_TASK DESCRIPTION_:
A single number is the whole answer: the count of lines in these entries that hold "method".

_STORED DATA_:

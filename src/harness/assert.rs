use serde_json::Value;

/// Canonical encoding used for equality. Object keys come out sorted.
pub fn canonical(value: &Value) -> String {
    value.to_string()
}

/// Two values are equal iff their canonical encodings are identical.
pub fn is_deep_equal(a: &Value, b: &Value) -> bool {
    canonical(a) == canonical(b)
}

/// Compares `actual` with `expected` and reports the outcome on the console.
///
/// A mismatch is never a panic; the caller decides what a failure means.
pub fn assert_equal(actual: &Value, expected: &Value, message: &str) -> bool {
    if is_deep_equal(actual, expected) {
        println!("✓ {}", if message.is_empty() { "OK" } else { message });
        true
    } else {
        eprintln!(
            "✗ {}",
            if message.is_empty() { "Assertion failed" } else { message }
        );
        eprintln!("  expected: {}", canonical(expected));
        eprintln!("  actual  : {}", canonical(actual));
        false
    }
}
use std::fs;

use serde_json::{json, Value};
use tempfile::{tempdir, TempDir};
use wiremock::matchers::{any, body_partial_json, header, method, path};
use wiremock::{Mock, MockServer, ResponseTemplate};

use practice_kit::cli::{add_problem, Settings};
use practice_kit::config::Config;
use practice_kit::fetch::LeetCodeClient;

const LISTING: &str = "/api/problems/algorithms/";

fn listing() -> Value {
    json!({
        "stat_status_pairs": [
            { "stat": { "frontend_question_id": 1, "question__title": "Two Sum",
                        "question__title_slug": "two-sum" } }
        ]
    })
}

fn question() -> Value {
    let defs = json!([
        { "value": "python3", "defaultCode": "class Solution:\n    pass" },
        { "value": "javascript", "defaultCode":
          "/**\n * @param {number[]} nums\n * @param {number} target\n * @return {number[]}\n */\nvar twoSum = function(nums, target) {\n    \n};" }
    ]);
    json!({
        "data": { "question": {
            "codeDefinition": defs.to_string(),
            "title": "Two Sum",
            "questionFrontendId": "1"
        }}
    })
}

async fn mount_listing(server: &MockServer, times: u64) {
    Mock::given(method("GET"))
        .and(path(LISTING))
        .respond_with(ResponseTemplate::new(200).set_body_json(listing()))
        .expect(times)
        .mount(server)
        .await;
}

async fn mount_question(server: &MockServer, slug: &str, times: u64) {
    Mock::given(method("POST"))
        .and(path("/graphql"))
        .and(body_partial_json(json!({
            "operationName": "questionData",
            "variables": { "titleSlug": slug }
        })))
        .respond_with(ResponseTemplate::new(200).set_body_json(question()))
        .expect(times)
        .mount(server)
        .await;
}

fn settings_for(server: &MockServer) -> (TempDir, Settings) {
    let root = tempdir().unwrap();
    let settings = Settings {
        root: root.path().to_path_buf(),
        config: Config {
            leetcode_url: server.uri(),
            ..Config::default()
        },
    };
    (root, settings)
}

#[tokio::test]
async fn listing_lookup_by_number() {
    let server = MockServer::start().await;
    Mock::given(method("GET"))
        .and(path(LISTING))
        .and(header("user-agent", "Mozilla/5.0"))
        .respond_with(ResponseTemplate::new(200).set_body_json(listing()))
        .expect(1)
        .mount(&server)
        .await;

    let meta = LeetCodeClient::new(server.uri())
        .problem_by_number(1)
        .await
        .unwrap();
    assert_eq!(meta.title, "Two Sum");
    assert_eq!(meta.slug.as_deref(), Some("two-sum"));
}

#[tokio::test]
async fn missing_number_is_absent() {
    let server = MockServer::start().await;
    mount_listing(&server, 1).await;
    assert_eq!(LeetCodeClient::new(server.uri()).problem_by_number(2).await, None);
}

#[tokio::test]
async fn starter_lookup_posts_graphql_query() {
    let server = MockServer::start().await;
    mount_question(&server, "two-sum", 1).await;

    let starter = LeetCodeClient::new(server.uri())
        .starter_by_slug("two-sum")
        .await
        .unwrap();
    assert!(starter.raw_source.contains("var twoSum = function(nums, target)"));
    assert_eq!(starter.frontend_id.as_deref(), Some("1"));

    let requests = server.received_requests().await.unwrap();
    let body: Value = serde_json::from_slice(&requests[0].body).unwrap();
    assert!(body["query"].as_str().unwrap().contains("codeDefinition"));
}

#[tokio::test]
async fn non_json_body_is_absent() {
    let server = MockServer::start().await;
    Mock::given(any())
        .respond_with(ResponseTemplate::new(500).set_body_string("<html>oops</html>"))
        .mount(&server)
        .await;
    assert_eq!(LeetCodeClient::new(server.uri()).problem_by_number(1).await, None);
}

#[tokio::test]
async fn unreachable_host_is_absent() {
    // Nothing listens on the discard port.
    let client = LeetCodeClient::new("http://127.0.0.1:9");
    assert_eq!(client.problem_by_number(1).await, None);
    assert_eq!(client.starter_by_slug("two-sum").await, None);
}

#[tokio::test]
async fn full_pipeline_synthesizes_typed_scaffold() {
    let server = MockServer::start().await;
    mount_listing(&server, 1).await;
    mount_question(&server, "two-sum", 1).await;
    let (root, settings) = settings_for(&server);

    let path = add_problem(Some("1"), None, None, &settings).await.unwrap();
    assert_eq!(path, root.path().join("LeetCode").join("LC_0001_Two_Sum.ts"));

    let content = fs::read_to_string(&path).unwrap();
    assert!(content.contains(" * 1. Two Sum\n"));
    assert!(content.contains(
        "export function twoSum(nums: number[], target: number): number[] {\n  // TODO\n}"
    ));
    assert!(content.contains("{ input: [[ /* nums */, /* target */ ]], expected: /* result */ }"));
    assert!(content.contains("], twoSum);"));
}

#[tokio::test]
async fn explicit_title_wins_over_listing() {
    // The slug is still missing, so the listing is consulted anyway.
    let server = MockServer::start().await;
    mount_listing(&server, 1).await;
    mount_question(&server, "two-sum", 1).await;
    let (root, settings) = settings_for(&server);

    let path = add_problem(Some("1"), Some("Pair Finder".into()), None, &settings)
        .await
        .unwrap();
    assert_eq!(path, root.path().join("LeetCode").join("LC_0001_Pair_Finder.ts"));
    let content = fs::read_to_string(&path).unwrap();
    assert!(content.contains(" * 1. Pair Finder\n"));
}

#[tokio::test]
async fn known_title_and_slug_skip_the_listing() {
    let server = MockServer::start().await;
    mount_listing(&server, 0).await;
    mount_question(&server, "two-sum", 1).await;
    let (root, settings) = settings_for(&server);

    let path = add_problem(
        Some("1"),
        Some("Two Sum".into()),
        Some("two-sum".into()),
        &settings,
    )
    .await
    .unwrap();
    assert_eq!(path, root.path().join("LeetCode").join("LC_0001_Two_Sum.ts"));
}

#[tokio::test]
async fn failed_lookups_fall_back_to_placeholder() {
    let server = MockServer::start().await;
    Mock::given(any())
        .respond_with(ResponseTemplate::new(503).set_body_string("unavailable"))
        .mount(&server)
        .await;
    let (root, settings) = settings_for(&server);

    let path = add_problem(Some("7"), None, None, &settings).await.unwrap();
    assert_eq!(path, root.path().join("LeetCode").join("LC_0007_Problem_7.ts"));
    let content = fs::read_to_string(&path).unwrap();
    assert!(content.contains("export function solve(/* args */): any {"));
}
//! Worked solutions, each with the self-test cases it ships with.
//!
//! `self_tests` runs every suite through the harness, the way each generated
//! TypeScript file runs its own `// TESTS` block.

pub mod hackerrank;
pub mod leetcode;
pub mod theory;

use serde::de::DeserializeOwned;
use serde_json::Value;

use crate::harness::TestReport;

/// Decodes positional argument `index`, or `None` if absent or mistyped.
pub(crate) fn arg<T: DeserializeOwned>(args: &[Value], index: usize) -> Option<T> {
    serde_json::from_value(args.get(index)?.clone()).ok()
}

pub fn self_tests() -> Vec<TestReport> {
    vec![
        leetcode::self_test(),
        hackerrank::self_test(),
        theory::palindrome_self_test(),
        theory::remove_duplicates_self_test(),
        theory::linked_list_self_test(),
    ]
}
//! Error types for the scan pipeline and its controller.
//!
//! Library code returns these typed errors; the binary wraps them with `anyhow`.

use std::path::PathBuf;
use thiserror::Error;

/// Failure of a blocking queue operation.
#[derive(Error, Debug, Clone, Copy, PartialEq, Eq)]
pub enum QueueError {
    /// The caller's cancellation token fired while waiting (or before the call).
    #[error("queue operation cancelled")]
    Cancelled,

    /// The other side of the channel is gone.
    #[error("queue disconnected")]
    Disconnected,
}

/// A blocking wait (sleep) was interrupted by forced cancellation.
#[derive(Error, Debug, Clone, Copy, PartialEq, Eq)]
#[error("wait cancelled")]
pub struct Cancelled;

impl From<Cancelled> for QueueError {
    fn from(_: Cancelled) -> Self {
        QueueError::Cancelled
    }
}

/// Per-file analysis failure. Non-fatal: reported and the consumer moves on.
#[derive(Error, Debug)]
pub enum AnalyzeError {
    /// Open/read failed, or the content was not valid UTF-8.
    #[error("cannot read {}: {source}", .path.display())]
    Read {
        path: PathBuf,
        #[source]
        source: std::io::Error,
    },
}

/// Rejected control operation.
#[derive(Error, Debug)]
pub enum ControlError {
    /// The previous run's producer is still active.
    #[error("cannot start a new run: the producer of the current run is still active")]
    AlreadyRunning,

    /// `shutdown()` already released the worker pool.
    #[error("controller has been shut down")]
    ShutDown,

    /// Options failed validation at construction.
    #[error("invalid configuration: {0}")]
    Config(#[from] ConfigError),

    /// The worker pool could not be built.
    #[error("failed to build worker pool: {0}")]
    Pool(#[from] rayon::ThreadPoolBuildError),
}

/// Invalid configuration value.
#[derive(Error, Debug, PartialEq, Eq)]
pub enum ConfigError {
    #[error("consumer count must be at least 1 (got {0})")]
    NoConsumers(usize),

    #[error("exactly one producer is supported (got {0})")]
    ProducerCount(usize),

    #[error("minimum word length must be at least 1")]
    ZeroWordLength,
}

_PROBLEM SOLUTION_:
4